_WORK REQUEST_:
Would you retype each record exactly as given?

_DATA_:
********************

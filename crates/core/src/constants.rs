//! Constants used throughout the filecdn core crate.
//!
//! Request parameter names, defaults and the fixed strings that appear in listing responses
//! live here so the HTTP layer and the CLI agree on them.

/// Default directory served when no explicit root is configured.
pub const DEFAULT_ROOT_DIR: &str = "files_root";

/// Default externally visible base URL used to build canonical links.
pub const DEFAULT_PUBLIC_BASE_URL: &str = "http://localhost:3000";

/// Route prefix under which the served tree is addressable.
pub const FILES_ROUTE: &str = "/files";

/// `type` value reported for directories.
pub const DIRECTORY_TYPE: &str = "directory";

/// `parentDirectory` value reported when listing the root itself.
pub const ROOT_DIRECTORY_SENTINEL: &str = "This is root directory!";

/// Rendering of `created` / `modified` timestamps (whole seconds).
pub const TIMESTAMP_FORMAT: &str = "%Y-%m-%d %H:%M:%S";

/// Search expression parameter (`field1:value1 field2:value2`).
pub const SEARCH_QUERY_PARAM: &str = "q";

/// Sort field list parameter (`field1 field2`).
pub const SORT_FIELDS_PARAM: &str = "sf";

/// Sort order parameter (`d` for descending).
pub const SORT_ORDER_PARAM: &str = "so";

/// 1-based window start parameter.
pub const START_PARAM: &str = "start";

/// Window size parameter.
pub const LIMIT_PARAM: &str = "limit";

pub const DEFAULT_START: usize = 1;
pub const DEFAULT_LIMIT: usize = 10;

/// Diagnostic marker for search fields outside the allow-list.
pub const UNSUPPORTED_MARKER: &str = "unsupported";

/// Diagnostic marker for recognised fields that are deliberately not applied.
pub const UNPROCESSED_MARKER: &str = "unprocessed";
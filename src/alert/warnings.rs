//! Hazard warning resolution.
//!
//! Several warnings of the same hazard category can be active for a postal
//! code at once (e.g. a confirmed level 2 and an outlook for level 4). The
//! state tree shows a single warning per category, chosen here. Warnings
//! that arrive one at a time over the push channel go through
//! `apply_incoming` instead, which refuses downgrades unless a confirmed
//! warning replaces an outlook.

use std::cmp::Ordering;

use crate::hazards::{HazardCategory, LEVEL_LEGEND};
use crate::model::Warning;
use crate::state::{ObjectSpec, StateBatch, ValueType};
use crate::values::{to_timestamp_string, to_warning_icon_url};

// ---------------------------------------------------------------------------
// Selection among concurrent candidates
// ---------------------------------------------------------------------------

/// Picks the warning to show among the candidates of one category.
///
/// Candidates are ranked by descending level. The highest-ranked confirmed
/// (non-outlook) warning wins; if all candidates are outlooks, the highest
/// outlook wins. Returns `None` for no candidates.
///
/// The result does not depend on the order of `candidates`.
pub fn select_current<'a>(candidates: &[&'a Warning]) -> Option<&'a Warning> {
    let mut ranked = candidates.to_vec();
    ranked.sort_by(|a, b| rank(a, b));
    ranked
        .iter()
        .find(|w| !w.outlook)
        .or_else(|| ranked.first())
        .copied()
}

/// Selects the current warning of `hazard_id` from a full warning list.
pub fn select_for_category(warnings: &[Warning], hazard_id: i64) -> Option<&Warning> {
    let candidates: Vec<&Warning> = warnings.iter().filter(|w| w.warn_type == hazard_id).collect();
    select_current(&candidates)
}

/// Descending level, then a total order over the remaining fields so equal
/// levels never depend on input order.
fn rank(a: &Warning, b: &Warning) -> Ordering {
    b.warn_level
        .cmp(&a.warn_level)
        .then(a.outlook.cmp(&b.outlook))
        .then_with(|| a.valid_from.cmp(&b.valid_from))
        .then_with(|| a.valid_to.cmp(&b.valid_to))
        .then_with(|| a.ordering.cmp(&b.ordering))
        .then_with(|| a.text.cmp(&b.text))
        .then_with(|| a.html_text.cmp(&b.html_text))
}

// ---------------------------------------------------------------------------
// Incremental downgrade suppression
// ---------------------------------------------------------------------------

/// What the state tree currently shows for one warning channel.
#[derive(Debug, Clone, Copy, Default, PartialEq, Eq)]
pub struct StoredWarning {
    /// `None` if the level state has never been written.
    pub level: Option<i64>,
    pub outlook: Option<bool>,
}

#[derive(Debug, Clone, Copy, PartialEq, Eq)]
pub enum Resolution {
    Apply,
    Ignore,
}

/// Decides whether a single incoming warning replaces the stored one.
///
/// A strictly lower level is ignored, unless the stored warning is an
/// outlook and the incoming one is confirmed. `None` (no warning) always
/// applies and clears the channel.
pub fn apply_incoming(current: StoredWarning, incoming: Option<&Warning>) -> Resolution {
    let Some(incoming) = incoming else {
        return Resolution::Apply;
    };
    match current.level {
        Some(level) if level > incoming.warn_level => {
            let confirms_outlook = current.outlook == Some(true) && !incoming.outlook;
            if confirms_outlook {
                Resolution::Apply
            } else {
                Resolution::Ignore
            }
        }
        _ => Resolution::Apply,
    }
}

// ---------------------------------------------------------------------------
// State writes
// ---------------------------------------------------------------------------

/// Defines the warning channel and its states for one hazard category.
pub fn define_warning_channel(batch: &mut StateBatch, channel: &str, hazard: &HazardCategory) {
    batch.define(ObjectSpec::channel(channel, hazard.name));
    batch.define(
        ObjectSpec::state(format!("{channel}.level"), "Hazard level", ValueType::Number, "value", None)
            .with_legend(LEVEL_LEGEND),
    );
    batch.define(ObjectSpec::state(format!("{channel}.iconUrl"), "Icon URL", ValueType::String, "text.url", None));
    batch.define(ObjectSpec::state(format!("{channel}.text"), "Text", ValueType::String, "text", None));
    batch.define(ObjectSpec::state(format!("{channel}.html"), "HTML", ValueType::String, "html", None));
    batch.define(ObjectSpec::state(format!("{channel}.validFrom"), "Valid from", ValueType::String, "date", None));
    batch.define(ObjectSpec::state(format!("{channel}.validTo"), "Valid to", ValueType::String, "date", None));
    batch.define(ObjectSpec::state(format!("{channel}.outlook"), "Is outlook", ValueType::Boolean, "indicator", None));
}

/// Writes every field of a warning channel. `None` clears the channel to
/// level 0; level is never written as null.
pub fn write_warning(batch: &mut StateBatch, channel: &str, hazard_id: i64, warning: Option<&Warning>) {
    batch.set(format!("{channel}.level"), warning.map(|w| w.warn_level).unwrap_or(0));
    batch.set(
        format!("{channel}.iconUrl"),
        warning.map(|w| to_warning_icon_url(hazard_id, w.warn_level)),
    );
    batch.set(format!("{channel}.text"), warning.map(|w| w.text.clone()));
    batch.set(format!("{channel}.html"), warning.map(|w| w.html_text.clone()));
    batch.set(
        format!("{channel}.validFrom"),
        to_timestamp_string(warning.and_then(|w| w.valid_from)),
    );
    batch.set(
        format!("{channel}.validTo"),
        to_timestamp_string(warning.and_then(|w| w.valid_to)),
    );
    batch.set(format!("{channel}.outlook"), warning.map(|w| w.outlook));
}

********************

_YOUR SOLUTION_:
filename crates/core/src/constants.rs
//! Constants used throughout the filecdn core crate.
//!
//! Request parameter names, defaults and the fixed strings that appear in listing responses
//! live here so the HTTP layer and the CLI agree on them.

/// Default directory served when no explicit root is configured.
pub const DEFAULT_ROOT_DIR: &str = "files_root";

/// Default externally visible base URL used to build canonical links.
pub const DEFAULT_PUBLIC_BASE_URL: &str = "http://localhost:3000";

/// Route prefix under which the served tree is addressable.
pub const FILES_ROUTE: &str = "/files";

/// `type` value reported for directories.
pub const DIRECTORY_TYPE: &str = "directory";

/// `parentDirectory` value reported when listing the root itself.
pub const ROOT_DIRECTORY_SENTINEL: &str = "This is root directory!";

/// Rendering of `created` / `modified` timestamps (whole seconds).
pub const TIMESTAMP_FORMAT: &str = "%Y-%m-%d %H:%M:%S";

/// Search expression parameter (`field1:value1 field2:value2`).
pub const SEARCH_QUERY_PARAM: &str = "q";

/// Sort field list parameter (`field1 field2`).
pub const SORT_FIELDS_PARAM: &str = "sf";

/// Sort order parameter (`d` for descending).
pub const SORT_ORDER_PARAM: &str = "so";

/// 1-based window start parameter.
pub const START_PARAM: &str = "start";

/// Window size parameter.
pub const LIMIT_PARAM: &str = "limit";

pub const DEFAULT_START: usize = 1;
pub const DEFAULT_LIMIT: usize = 10;

/// Diagnostic marker for search fields outside the allow-list.
pub const UNSUPPORTED_MARKER: &str = "unsupported";

/// Diagnostic marker for recognised fields that are deliberately not applied.
pub const UNPROCESSED_MARKER: &str = "unprocessed";
filename src/alert/warnings.rs
//! Hazard warning resolution.
//!
//! Several warnings of the same hazard category can be active for a postal
//! code at once (e.g. a confirmed level 2 and an outlook for level 4). The
//! state tree shows a single warning per category, chosen here. Warnings
//! that arrive one at a time over the push channel go through
//! `apply_incoming` instead, which refuses downgrades unless a confirmed
//! warning replaces an outlook.

use std::cmp::Ordering;

use crate::hazards::{HazardCategory, LEVEL_LEGEND};
use crate::model::Warning;
use crate::state::{ObjectSpec, StateBatch, ValueType};
use crate::values::{to_timestamp_string, to_warning_icon_url};

// ---------------------------------------------------------------------------
// Selection among concurrent candidates
// ---------------------------------------------------------------------------

/// Picks the warning to show among the candidates of one category.
///
/// Candidates are ranked by descending level. The highest-ranked confirmed
/// (non-outlook) warning wins; if all candidates are outlooks, the highest
/// outlook wins. Returns `None` for no candidates.
///
/// The result does not depend on the order of `candidates`.
pub fn select_current<'a>(candidates: &[&'a Warning]) -> Option<&'a Warning> {
    let mut ranked = candidates.to_vec();
    ranked.sort_by(|a, b| rank(a, b));
    ranked
        .iter()
        .find(|w| !w.outlook)
        .or_else(|| ranked.first())
        .copied()
}

/// Selects the current warning of `hazard_id` from a full warning list.
pub fn select_for_category(warnings: &[Warning], hazard_id: i64) -> Option<&Warning> {
    let candidates: Vec<&Warning> = warnings.iter().filter(|w| w.warn_type == hazard_id).collect();
    select_current(&candidates)
}

/// Descending level, then a total order over the remaining fields so equal
/// levels never depend on input order.
fn rank(a: &Warning, b: &Warning) -> Ordering {
    b.warn_level
        .cmp(&a.warn_level)
        .then(a.outlook.cmp(&b.outlook))
        .then_with(|| a.valid_from.cmp(&b.valid_from))
        .then_with(|| a.valid_to.cmp(&b.valid_to))
        .then_with(|| a.ordering.cmp(&b.ordering))
        .then_with(|| a.text.cmp(&b.text))
        .then_with(|| a.html_text.cmp(&b.html_text))
}

// ---------------------------------------------------------------------------
// Incremental downgrade suppression
// ---------------------------------------------------------------------------

/// What the state tree currently shows for one warning channel.
#[derive(Debug, Clone, Copy, Default, PartialEq, Eq)]
pub struct StoredWarning {
    /// `None` if the level state has never been written.
    pub level: Option<i64>,
    pub outlook: Option<bool>,
}

#[derive(Debug, Clone, Copy, PartialEq, Eq)]
pub enum Resolution {
    Apply,
    Ignore,
}

/// Decides whether a single incoming warning replaces the stored one.
///
/// A strictly lower level is ignored, unless the stored warning is an
/// outlook and the incoming one is confirmed. `None` (no warning) always
/// applies and clears the channel.
pub fn apply_incoming(current: StoredWarning, incoming: Option<&Warning>) -> Resolution {
    let Some(incoming) = incoming else {
        return Resolution::Apply;
    };
    match current.level {
        Some(level) if level > incoming.warn_level => {
            let confirms_outlook = current.outlook == Some(true) && !incoming.outlook;
            if confirms_outlook {
                Resolution::Apply
            } else {
                Resolution::Ignore
            }
        }
        _ => Resolution::Apply,
    }
}

// ---------------------------------------------------------------------------
// State writes
// ---------------------------------------------------------------------------

/// Defines the warning channel and its states for one hazard category.
pub fn define_warning_channel(batch: &mut StateBatch, channel: &str, hazard: &HazardCategory) {
    batch.define(ObjectSpec::channel(channel, hazard.name));
    batch.define(
        ObjectSpec::state(format!("{channel}.level"), "Hazard level", ValueType::Number, "value", None)
            .with_legend(LEVEL_LEGEND),
    );
    batch.define(ObjectSpec::state(format!("{channel}.iconUrl"), "Icon URL", ValueType::String, "text.url", None));
    batch.define(ObjectSpec::state(format!("{channel}.text"), "Text", ValueType::String, "text", None));
    batch.define(ObjectSpec::state(format!("{channel}.html"), "HTML", ValueType::String, "html", None));
    batch.define(ObjectSpec::state(format!("{channel}.validFrom"), "Valid from", ValueType::String, "date", None));
    batch.define(ObjectSpec::state(format!("{channel}.validTo"), "Valid to", ValueType::String, "date", None));
    batch.define(ObjectSpec::state(format!("{channel}.outlook"), "Is outlook", ValueType::Boolean, "indicator", None));
}

/// Writes every field of a warning channel. `None` clears the channel to
/// level 0; level is never written as null.
pub fn write_warning(batch: &mut StateBatch, channel: &str, hazard_id: i64, warning: Option<&Warning>) {
    batch.set(format!("{channel}.level"), warning.map(|w| w.warn_level).unwrap_or(0));
    batch.set(
        format!("{channel}.iconUrl"),
        warning.map(|w| to_warning_icon_url(hazard_id, w.warn_level)),
    );
    batch.set(format!("{channel}.text"), warning.map(|w| w.text.clone()));
    batch.set(format!("{channel}.html"), warning.map(|w| w.html_text.clone()));
    batch.set(
        format!("{channel}.validFrom"),
        to_timestamp_string(warning.and_then(|w| w.valid_from)),
    );
    batch.set(
        format!("{channel}.validTo"),
        to_timestamp_string(warning.and_then(|w| w.valid_to)),
    );
    batch.set(format!("{channel}.outlook"), warning.map(|w| w.outlook));
}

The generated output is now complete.